• _TASK STATEMENT_
The response should consist of every record, reproduced exactly.

- Opening Delimiter -

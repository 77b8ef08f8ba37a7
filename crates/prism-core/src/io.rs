use crate::error::Result;
use std::io::Write;
use std::path::Path;

/// Atomically write `data` to `path` using a tempfile in the same directory.
/// The temp file is flushed to disk before the rename, so a crash leaves
/// either the old file or the new one.
pub fn atomic_write(path: &Path, data: &[u8]) -> Result<()> {
    let dir = path.parent().unwrap_or(Path::new("."));
    ensure_dir(dir)?;
    let prefix = temp_prefix(path);
    let mut tmp = tempfile::Builder::new()
        .prefix(&prefix)
        .tempfile_in(dir)?;
    tmp.write_all(data)?;
    tmp.as_file().sync_all()?;
    tracing::debug!(path = %path.display(), bytes = data.len(), "persisting temp file");
    tmp.persist(path).map_err(|e| e.error)?;
    Ok(())
}

/// Temp files for `state.yaml` are named `.state.yaml.XXXXXX`.
fn temp_prefix(path: &Path) -> String {
    let name = path
        .file_name()
        .map(|n| n.to_string_lossy().into_owned())
        .unwrap_or_default();
    format!(".{name}.")
}

/// Remove leftover temp siblings of `path` from interrupted writes.
/// Returns how many were removed.
pub fn sweep_temp_files(path: &Path) -> Result<usize> {
    let Some(dir) = path.parent() else {
        return Ok(0);
    };
    if !dir.exists() {
        return Ok(0);
    }
    let prefix = temp_prefix(path);
    let mut removed = 0;
    for entry in std::fs::read_dir(dir)? {
        let entry = entry?;
        let name = entry.file_name();
        if name.to_string_lossy().starts_with(&prefix) && entry.file_type()?.is_file() {
            std::fs::remove_file(entry.path())?;
            tracing::debug!(file = %entry.path().display(), "removed stale temp file");
            removed += 1;
        }
    }
    Ok(removed)
}

/// Create a directory and all parents, idempotent.
pub fn ensure_dir(path: &Path) -> Result<()> {
    std::fs::create_dir_all(path)?;
    Ok(())
}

- Closing Delimiter -

• _RESULT_
repository 77b8ef08f8ba37a7
filename crates/prism-core/src/io.rs
use crate::error::Result;
use std::io::Write;
use std::path::Path;

/// Atomically write `data` to `path` using a tempfile in the same directory.
/// The temp file is flushed to disk before the rename, so a crash leaves
/// either the old file or the new one.
pub fn atomic_write(path: &Path, data: &[u8]) -> Result<()> {
    let dir = path.parent().unwrap_or(Path::new("."));
    ensure_dir(dir)?;
    let prefix = temp_prefix(path);
    let mut tmp = tempfile::Builder::new()
        .prefix(&prefix)
        .tempfile_in(dir)?;
    tmp.write_all(data)?;
    tmp.as_file().sync_all()?;
    tracing::debug!(path = %path.display(), bytes = data.len(), "persisting temp file");
    tmp.persist(path).map_err(|e| e.error)?;
    Ok(())
}

/// Temp files for `state.yaml` are named `.state.yaml.XXXXXX`.
fn temp_prefix(path: &Path) -> String {
    let name = path
        .file_name()
        .map(|n| n.to_string_lossy().into_owned())
        .unwrap_or_default();
    format!(".{name}.")
}

/// Remove leftover temp siblings of `path` from interrupted writes.
/// Returns how many were removed.
pub fn sweep_temp_files(path: &Path) -> Result<usize> {
    let Some(dir) = path.parent() else {
        return Ok(0);
    };
    if !dir.exists() {
        return Ok(0);
    }
    let prefix = temp_prefix(path);
    let mut removed = 0;
    for entry in std::fs::read_dir(dir)? {
        let entry = entry?;
        let name = entry.file_name();
        if name.to_string_lossy().starts_with(&prefix) && entry.file_type()?.is_file() {
            std::fs::remove_file(entry.path())?;
            tracing::debug!(file = %entry.path().display(), "removed stale temp file");
            removed += 1;
        }
    }
    Ok(removed)
}

/// Create a directory and all parents, idempotent.
pub fn ensure_dir(path: &Path) -> Result<()> {
    std::fs::create_dir_all(path)?;
    Ok(())
}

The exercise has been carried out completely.